Атмосфера в армии неожиданно начала накаляться. Однако ее командующий продолжал упорно стоять на своем, считая малейшую уступку в этом принципиальном вопросе преддверием катастрофы. Отложив все самые срочные дела, он, скрепя сердце и отдавая дань еще до конца не изжитой митинговщине, провел в станице Егорлыкской широкое армейское собрание с представительством на нем, однако, только одних командиров, хотя и включительно до самого младшего взводного звена. Придавая этому мероприятию большое значение, он добился участия в работе собрания и М. В. Алексеева, который, превозмогая одолевавшую его хворь, покинул обжитой домашний очаг в Новочеркасске и преодолел этот ухабистый долгий путь на конной тачанке.
Руководители армии выступили с публичным разъяснением своей политики. Алексеев предпочел остановиться на проблеме взаимоотношений с немцами.
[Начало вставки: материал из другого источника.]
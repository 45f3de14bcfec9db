//! Gateway HTTP response body type.

use std::convert::Infallible;
use std::pin::Pin;
use std::task::{Context, Poll};

use bytes::Bytes;
use http_body::{Frame, SizeHint};

/// Response body for gateway responses.
///
/// Gateway responses are rendered in full before they are sent (JSON
/// documents, or nothing for preflights and redirects), so the body is a
/// single optional buffer yielded as one data frame.
#[derive(Debug, Default)]
pub struct GatewayBody {
    data: Option<Bytes>,
}

impl GatewayBody {
    /// Create a body from raw bytes. Empty input yields an empty body.
    #[must_use]
    pub fn from_bytes(data: impl Into<Bytes>) -> Self {
        let data = data.into();
        Self {
            data: (!data.is_empty()).then_some(data),
        }
    }

    /// Create an empty body.
    #[must_use]
    pub fn empty() -> Self {
        Self::default()
    }

    /// Remaining buffered length in bytes.
    #[must_use]
    pub fn len(&self) -> usize {
        self.data.as_ref().map_or(0, Bytes::len)
    }

    /// Whether nothing is left to send.
    #[must_use]
    pub fn is_empty(&self) -> bool {
        self.data.is_none()
    }
}

impl http_body::Body for GatewayBody {
    type Data = Bytes;
    type Error = Infallible;

    fn poll_frame(
        self: Pin<&mut Self>,
        _cx: &mut Context<'_>,
    ) -> Poll<Option<Result<Frame<Self::Data>, Self::Error>>> {
        Poll::Ready(self.get_mut().data.take().map(|data| Ok(Frame::data(data))))
    }

    fn is_end_stream(&self) -> bool {
        self.is_empty()
    }

    fn size_hint(&self) -> SizeHint {
        SizeHint::with_exact(u64::try_from(self.len()).unwrap_or(u64::MAX))
    }
}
Важной, но вполне определенной и почти всем понятной, вокруг которой накал страстей уже почти спал. Тем не менее прозвучавшее из его авторитетных уст заявление о том, что поскольку Германия все равно проиграет войну, мы должны пока придерживаться линии «ни мира, ни войны», внося определенность при том накале страстей, имело большое значение.
Затем перед полууспокоившейся аудиторией, уже несколько выпустившей наиболее перегретый пар, но еще настороженной и охваченной переживаниями, выступил Деникин. Взвалив на себя тяжелейшую миссию, командующий поднял самые острые вопросы, будоражившие всю армию: идею монархизма и внутренние армейские дела. Четко, откровенно, ясно, без всяких двусмысленностей, отбросив прочь эзоповский язык. «Наша единственная задача, – говорил он, – борьба с большевиками и освобождение от них России. Но этим положением многие не удовлетворены. Требуют немедленного поднятия монархического флага».
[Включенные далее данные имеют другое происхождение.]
//! Request rejection types.

use http::StatusCode;
use spacegate_auth::AuthError;

/// A terminal outcome that ends a request before or instead of its handler.
///
/// Every rejection maps to one HTTP status and a stable machine-readable kind.
#[derive(Debug, Clone, PartialEq, Eq, thiserror::Error)]
pub enum Rejection {
    /// Credential or service-token verification failed.
    #[error(transparent)]
    Auth(#[from] AuthError),

    /// The client is over its rate limit or in cooldown.
    #[error("Too many requests, retry later")]
    RateLimitExceeded,

    /// The `Origin` header names an origin outside the allow-set.
    #[error("Origin '{0}' is not allowed")]
    OriginNotAllowed(String),

    /// The `Referer` header does not start with an allowed origin.
    #[error("Referer is not allowed")]
    RefererMismatch,

    /// The identity is not a member of the required group.
    #[error("Access denied. You must be a member of the authorized group")]
    NotAMember,

    /// The membership check could not be completed under the strict policy.
    #[error("Failed to verify membership")]
    MembershipCheckFailed,

    /// Membership is required but no group is configured.
    #[error("Server configuration error: required group is not configured")]
    MembershipNotConfigured,

    /// The local user directory failed.
    #[error("Failed to resolve local user")]
    IdentityResolutionFailed,

    /// The request is well-formed but cannot be honored.
    #[error("{0}")]
    BadRequest(String),

    /// No route matches the request.
    #[error("No route for {method} {path}")]
    NotFound {
        /// Request method.
        method: String,
        /// Request path.
        path: String,
    },

    /// An unexpected internal failure.
    #[error("Internal error: {0}")]
    Internal(String),
}

impl Rejection {
    /// The HTTP status code for this rejection.
    #[must_use]
    pub fn status_code(&self) -> StatusCode {
        match self {
            Self::Auth(_) => StatusCode::UNAUTHORIZED,
            Self::RateLimitExceeded => StatusCode::TOO_MANY_REQUESTS,
            Self::OriginNotAllowed(_) | Self::RefererMismatch | Self::NotAMember => {
                StatusCode::FORBIDDEN
            }
            Self::BadRequest(_) => StatusCode::BAD_REQUEST,
            Self::NotFound { .. } => StatusCode::NOT_FOUND,
            Self::MembershipCheckFailed
            | Self::MembershipNotConfigured
            | Self::IdentityResolutionFailed
            | Self::Internal(_) => StatusCode::INTERNAL_SERVER_ERROR,
        }
    }

    /// Stable machine-readable name of this rejection.
    #[must_use]
    pub fn kind(&self) -> &'static str {
        match self {
            Self::Auth(err) => err.kind(),
            Self::RateLimitExceeded => "rate_limit_exceeded",
            Self::OriginNotAllowed(_) => "origin_not_allowed",
            Self::RefererMismatch => "referer_mismatch",
            Self::NotAMember => "not_a_member",
            Self::MembershipCheckFailed => "membership_check_failed",
            Self::MembershipNotConfigured => "membership_not_configured",
            Self::IdentityResolutionFailed => "identity_resolution_failed",
            Self::BadRequest(_) => "bad_request",
            Self::NotFound { .. } => "not_found",
            Self::Internal(_) => "internal_error",
        }
    }
}

#[cfg(test)]
mod tests {
    use super::*;

    #[test]
    fn test_should_map_auth_errors_to_unauthorized() {
        let rejection = Rejection::from(AuthError::InvalidSignature);
        assert_eq!(rejection.status_code(), StatusCode::UNAUTHORIZED);
        assert_eq!(rejection.kind(), "invalid_signature");

        let rejection = Rejection::from(AuthError::ServiceTokenInvalid);
        assert_eq!(rejection.status_code(), StatusCode::UNAUTHORIZED);
        assert_eq!(rejection.kind(), "service_token_invalid");
    }

    #[test]
    fn test_should_map_policy_rejections() {
        assert_eq!(
            Rejection::RateLimitExceeded.status_code(),
            StatusCode::TOO_MANY_REQUESTS
        );
        assert_eq!(
            Rejection::OriginNotAllowed("https://evil.example".to_owned()).status_code(),
            StatusCode::FORBIDDEN
        );
        assert_eq!(Rejection::RefererMismatch.status_code(), StatusCode::FORBIDDEN);
        assert_eq!(Rejection::NotAMember.status_code(), StatusCode::FORBIDDEN);
    }

    #[test]
    fn test_should_map_server_side_failures_to_500() {
        for rejection in [
            Rejection::MembershipCheckFailed,
            Rejection::MembershipNotConfigured,
            Rejection::IdentityResolutionFailed,
        ] {
            assert_eq!(rejection.status_code(), StatusCode::INTERNAL_SERVER_ERROR);
        }
        assert_eq!(
            Rejection::MembershipNotConfigured.kind(),
            "membership_not_configured"
        );
    }
}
Приостановившись, окинул взглядом слушателей. Стояла гробовая тишина. Было слышно лишь жужжанье летящей мухи. И, мобилизуя все свое ораторское искусство, продолжил речь, ставя прямо в лоб вопрос за вопросом и давая на них нелицеприятные ответы. «Для чего? Чтобы тотчас же разделиться на два лагеря и вступить в междоусобную борьбу? Чтобы те круги, которые (если) и не помогают армии, то ей и не мешают, начали активную борьбу против нас?… Армия не должна вмешиваться в политику. Единственный выход – вера в своих руководителей. Кто верит нам – пойдет с нами, кто не верит – оставит армию…Что касается лично меня, я бороться за форму правления не буду». Его поддержали Марков, Романовский и другие, дополняя и разъясняя мысли командующего.
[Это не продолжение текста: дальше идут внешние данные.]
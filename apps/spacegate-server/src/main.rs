//! Spacegate Server - admission gateway for the coworking booking API.
//!
//! Every request passes the admission pipeline (HTTPS redirect, CORS
//! preflight, rate limiting, origin checks, credential verification and
//! group membership) before it reaches a route handler.
//!
//! # Usage
//!
//! ```text
//! TELEGRAM_BOT_TOKEN=... BOT_API_TOKEN=... spacegate-server
//! ```
//!
//! See [`GatewayConfig::from_env`] for the full list of environment variables.
//! `RUST_LOG` overrides `LOG_LEVEL` when set.

mod routes;

use std::net::SocketAddr;
use std::sync::Arc;
use std::time::Duration;

use anyhow::{Context, Result};
use hyper_util::rt::{TokioExecutor, TokioIo};
use hyper_util::server::conn::auto::Builder as HttpConnBuilder;
use spacegate_core::GatewayConfig;
use spacegate_http::rate_limit::DEFAULT_IDLE_SWEEP_INTERVAL;
use spacegate_http::{
    AdmissionConfig, AdmissionPipeline, GatewayHttpService, InMemoryUserDirectory,
    MembershipCache, MembershipChecker, PeriodicSweep, RateLimiter, TelegramMembershipClient,
    UserDirectory,
};
use tokio::net::TcpListener;
use tracing::{debug, error, info, warn};
use tracing_subscriber::EnvFilter;

use crate::routes::SpaceRoutes;

/// Server version reported at startup.
const VERSION: &str = env!("CARGO_PKG_VERSION");

/// The assembled gateway: the HTTP service plus the shared state the
/// background sweeps operate on.
struct Gateway {
    service: GatewayHttpService<SpaceRoutes>,
    cache: Arc<MembershipCache>,
    limiter: Arc<RateLimiter>,
}

/// Initialize the tracing subscriber.
///
/// Uses `RUST_LOG` if set, otherwise the configured `LOG_LEVEL`. Production
/// deployments log JSON lines for the log collector; development logs
/// human-readable text.
fn init_tracing(config: &GatewayConfig) -> Result<()> {
    let log_level = config.log_level.as_str();
    let filter = if std::env::var("RUST_LOG").is_ok() {
        EnvFilter::from_default_env()
    } else {
        EnvFilter::try_new(log_level)
            .with_context(|| format!("invalid log level filter: {log_level}"))?
    };

    let builder = tracing_subscriber::fmt()
        .with_env_filter(filter)
        .with_target(true);
    if config.environment.is_production() {
        builder.json().init();
    } else {
        builder.init();
    }

    Ok(())
}

/// Wire the admission pipeline and routes over the given collaborators.
fn build_gateway(
    config: &GatewayConfig,
    membership: Arc<dyn MembershipChecker>,
    directory: Arc<dyn UserDirectory>,
) -> Gateway {
    let cache = Arc::new(MembershipCache::new());
    let limiter = Arc::new(RateLimiter::new(
        config.rate_limit_requests,
        Duration::from_secs(config.rate_limit_window_secs),
    ));
    let pipeline = AdmissionPipeline::new(
        AdmissionConfig::from_gateway(config),
        Arc::clone(&cache),
        Arc::clone(&limiter),
        membership,
        Arc::clone(&directory),
    );
    let routes = SpaceRoutes::new(directory);

    Gateway {
        service: GatewayHttpService::new(Arc::new(pipeline), Arc::new(routes)),
        cache,
        limiter,
    }
}

/// Start the membership-cache and idle-client sweeps.
fn spawn_sweeps(gateway: &Gateway, config: &GatewayConfig) -> Vec<PeriodicSweep> {
    let cache = Arc::clone(&gateway.cache);
    let limiter = Arc::clone(&gateway.limiter);

    vec![
        PeriodicSweep::spawn(
            "membership-cache",
            Duration::from_secs(config.membership_sweep_secs),
            move || {
                let removed = cache.sweep_expired();
                info!(removed, remaining = cache.len(), "swept membership cache");
            },
        ),
        PeriodicSweep::spawn("rate-limit-idle", DEFAULT_IDLE_SWEEP_INTERVAL, move || {
            let removed = limiter.sweep_idle();
            info!(removed, tracked = limiter.tracked_clients(), "swept idle rate-limit clients");
        }),
    ]
}

/// Resolve once the process receives Ctrl-C.
async fn shutdown_signal() {
    tokio::signal::ctrl_c().await.ok();
    info!("received shutdown signal, draining connections");
}

/// Accept connections until `shutdown` resolves, then drain them.
///
/// Each connection gets its own service clone bound to the peer address, which
/// the pipeline uses as the rate-limit key.
async fn serve<F>(
    listener: TcpListener,
    service: GatewayHttpService<SpaceRoutes>,
    shutdown: F,
) -> Result<()>
where
    F: Future<Output = ()>,
{
    let graceful = hyper_util::server::graceful::GracefulShutdown::new();
    let http = HttpConnBuilder::new(TokioExecutor::new());

    tokio::pin!(shutdown);

    loop {
        tokio::select! {
            result = listener.accept() => {
                let (stream, peer_addr) = match result {
                    Ok(conn) => conn,
                    Err(e) => {
                        warn!(error = %e, "failed to accept connection");
                        continue;
                    }
                };
                debug!(peer_addr = %peer_addr, "accepted connection");

                let conn = http.serve_connection(TokioIo::new(stream), service.with_peer(peer_addr));
                let conn = graceful.watch(conn.into_owned());

                tokio::spawn(async move {
                    if let Err(e) = conn.await {
                        error!(peer_addr = %peer_addr, error = %e, "connection error");
                    }
                });
            }

            () = &mut shutdown => {
                info!("shutting down gracefully");
                break;
            }
        }
    }

    graceful.shutdown().await;
    info!("all connections drained");

    Ok(())
}

/// Request `GET /health` from a running gateway and check its answer.
async fn run_health_check(addr: &str) -> Result<()> {
    use tokio::io::{AsyncReadExt, AsyncWriteExt};
    use tokio::net::TcpStream;

    let stream = TcpStream::connect(addr)
        .await
        .with_context(|| format!("cannot connect to {addr}"))?;

    let (mut reader, mut writer) = stream.into_split();

    let request = format!("GET /health HTTP/1.1\r\nHost: {addr}\r\nConnection: close\r\n\r\n");
    writer.write_all(request.as_bytes()).await?;
    writer.shutdown().await?;

    let mut response = String::new();
    reader.read_to_string(&mut response).await?;

    check_health_response(&response).with_context(|| format!("unhealthy response from {addr}"))
}

/// Accept only a `200` whose JSON body reports this service as `ok`.
///
/// A `429` here means the probe itself was rate limited, which is reported
/// as unhealthy like any other status.
fn check_health_response(response: &str) -> Result<()> {
    let (head, body) = response
        .split_once("\r\n\r\n")
        .context("truncated HTTP response")?;
    let status = head
        .lines()
        .next()
        .and_then(|line| line.split_whitespace().nth(1))
        .context("missing status line")?;
    if status != "200" {
        anyhow::bail!("health endpoint answered {status}");
    }

    let health: serde_json::Value =
        serde_json::from_str(body.trim()).context("health body is not JSON")?;
    if health["status"] != "ok" || health["service"] != "spacegate" {
        anyhow::bail!("unexpected health payload: {health}");
    }
    Ok(())
}

/// Read the gateway listen address from the environment.
fn gateway_listen_addr() -> String {
    std::env::var("GATEWAY_LISTEN")
        .ok()
        .filter(|v| !v.is_empty())
        .unwrap_or_else(|| GatewayConfig::default().gateway_listen)
}

#[tokio::main]
async fn main() -> Result<()> {
    // Handle --health-check flag for Docker HEALTHCHECK.
    if std::env::args().any(|a| a == "--health-check") {
        let addr = gateway_listen_addr().replace("0.0.0.0", "127.0.0.1");
        let healthy = run_health_check(&addr).await.is_ok();
        std::process::exit(i32::from(!healthy));
    }

    let config = GatewayConfig::from_env().context("invalid gateway configuration")?;
    init_tracing(&config)?;

    if config.required_group_id == 0 {
        warn!(
            environment = %config.environment,
            "ALLOWED_CHAT_ID is not set, membership checks are not configured"
        );
    }

    let membership = TelegramMembershipClient::new(config.bot_token.clone())
        .context("failed to build membership client")?;
    let gateway = build_gateway(
        &config,
        Arc::new(membership),
        Arc::new(InMemoryUserDirectory::new()),
    );
    let sweeps = spawn_sweeps(&gateway, &config);

    let addr: SocketAddr = config
        .gateway_listen
        .parse()
        .with_context(|| format!("invalid bind address: {}", config.gateway_listen))?;

    let listener = TcpListener::bind(addr)
        .await
        .with_context(|| format!("failed to bind to {addr}"))?;

    info!(
        %addr,
        environment = %config.environment,
        required_group_id = config.required_group_id,
        rate_limit = config.rate_limit_requests,
        rate_limit_window_secs = config.rate_limit_window_secs,
        version = VERSION,
        "starting Spacegate Server",
    );

    let result = serve(listener, gateway.service, shutdown_signal()).await;

    for sweep in sweeps {
        sweep.shutdown().await;
    }
    info!("background sweeps stopped, exiting");

    result
}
И Дашкина поняли. Не без оговорок, по подавляющее большинство командиров переключилось в русло его мыслей. Эмоции и чувства, терзавшие сердца и души, уступили место здравому смыслу. Тем более, когда штабисты, его приближенные, тут же, разжигая вспыхнувший огонек доверия, распространили в кулуарах подписанный им приказ: Керенского при появлении на территории, подвластной армии, – повесить, а «социалистических опытов» – довольно. Это словно елеем окропило истерзанные души. Лишь фанатичные монархисты продолжали гудеть: «За веру, царя и отечество». Но это уже не играло особой роли. Да и их энтузиазм на глазах ослабевал.
Армия пошла за своим командующим с верой и надеждой, вторя его главную мысль: сначала надо победить большевиков, а все остальное – потом. Это умиротворяло и сплачивало, укрепляло единство, придавало сил.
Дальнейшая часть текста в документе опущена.